関西現代俳句協会

2017年11月のエッセイ

俳句と私

桑田和子

 私は50歳から俳句と俳画をはじめた。昔、人生50年と言われていたが、今は人生何年といえばいいのだろうか。新聞を読みながら、ああ50歳だ。仕事、子育て、習い事等、いろいろあったが、さて「私の生きた証は」とふと思った。これといって思いつかないのである。
 未だ少し仕事はしていたのであるが、そろそろ自分の為に何かをと思いたった。新聞の文化欄の「俳句と俳画」に眼がゆき、俳句は「青玄」の伊丹三樹彦に、俳画は薮本積穂に師事した。今までは無関係な分野で何の自信もない世界である。俳句の「いろは」が呑みこめず俳句らしいものが詠めるまで随分時間を要した。

 現在、私は「暁」俳句会に所属する。「暁」は俳誌「青玄」の後継誌である。「青玄」は昭和24年10月、日野草城により創刊された。
 創刊号の表紙には「俳句は東洋の真珠である」という言葉が添えられている。病床にあった草城は妻晏子の手厚い介護にもかかわらず、昭和31年1月29日、享年54歳の若さで生涯を閉じた。

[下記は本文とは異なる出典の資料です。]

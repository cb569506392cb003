use super::{EQUALITY, SearchFilter, contains_relation, non_empty};
use crate::{
    error::ExpectedValue,
    predicate::{BindableValue, Predicate},
};
use model::core::value::Value;
use search_syntax::ComparisonOperator;

/// Matches one of the keywords (repository topics) of a package.
/// Keywords are stored lower-cased.
#[derive(Debug, Clone, PartialEq, Eq)]
pub struct KeywordFilter {
    operator: ComparisonOperator,
    keyword: String,
}

impl SearchFilter for KeywordFilter {
    const KEY: &'static str = "keyword";
    const OPERATORS: &'static [ComparisonOperator] = EQUALITY;
    const SUMMARY: &'static str = "Package keyword";

    type Value = String;

    fn parse_value(raw: &str) -> Result<String, ExpectedValue> {
        non_empty(raw).map(str::to_lowercase)
    }

    fn from_parts(operator: ComparisonOperator, keyword: String) -> Self {
        KeywordFilter { operator, keyword }
    }

    fn predicate(&self) -> Predicate {
        Predicate::new(
            Self::KEY,
            self.operator,
            contains_relation(self.operator),
            BindableValue::Bind(Value::String(self.keyword.clone())),
            self.keyword.clone(),
        )
    }
}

 草城没後の「青玄」は昭和31年10月、伊丹三樹彦が継承し、平成18年1月・終刊号(607号)までの50年の永きに亘り心血を注いで主幹をつとめられた。しかし、平成17年7月、伊丹三樹彦は突如発病し、懸命の治療にも快復の兆しがみえず、やむなく終刊に至る。
 そして、終刊と同時に、新しい俳誌の出版は自由であるが、その誌名として、「青玄」の名称を使うことは禁じられたのである。「青玄」の多くの会員は俳句の拠りどころを失うことになった。そこで、終刊より一年後の平成19年1月、室生幸太郎ら発起人10名により「暁」を創刊した。
「暁」は<各自が自由な精神で個性を発揮する>ことを目指している。

 「暁」は今年10周年を迎え、平成29年4月14日には「暁・10周年記念大会」を大阪にて開催した。大会には、ご多忙の外部の諸先生方の列席を賜り、宇多喜代子先生の講演のほか、温かい祝辞をいただいた。記念号には復本一郎先生の「玉稿」の他、諸先生の「特別作品」を賜る。諸先生方に厚く御礼を申し上げる。創刊10年、対等で自由の精神を大切にしながらさらなる発展の年にしたいと思う。

 思えば、伊丹三樹彦の「青玄」に入会し、「関西俳誌連盟」常任委員となり、また「関西現代俳句協会」の事務局にも席を置いた。お陰さまで多くの俳縁をいただき、その間に、何と多くのことを学ばせていただいたことかと感謝でいっぱいである。今、「暁」の編集に関っているが、90歳の先輩は、「俳句だけが生きがいです」とおっしゃるのです。俳句はホームに入られても、入院されても出来るのです。紙と鉛筆があればできる。「暁」の同人の多くの方と交流し、一人一人の顔の見える俳誌でありたいと思っている。今、私の最後に残ったもの、残したいものは「俳句」です。そして「私の生きた証」としての句集を一冊だしたいのですが………。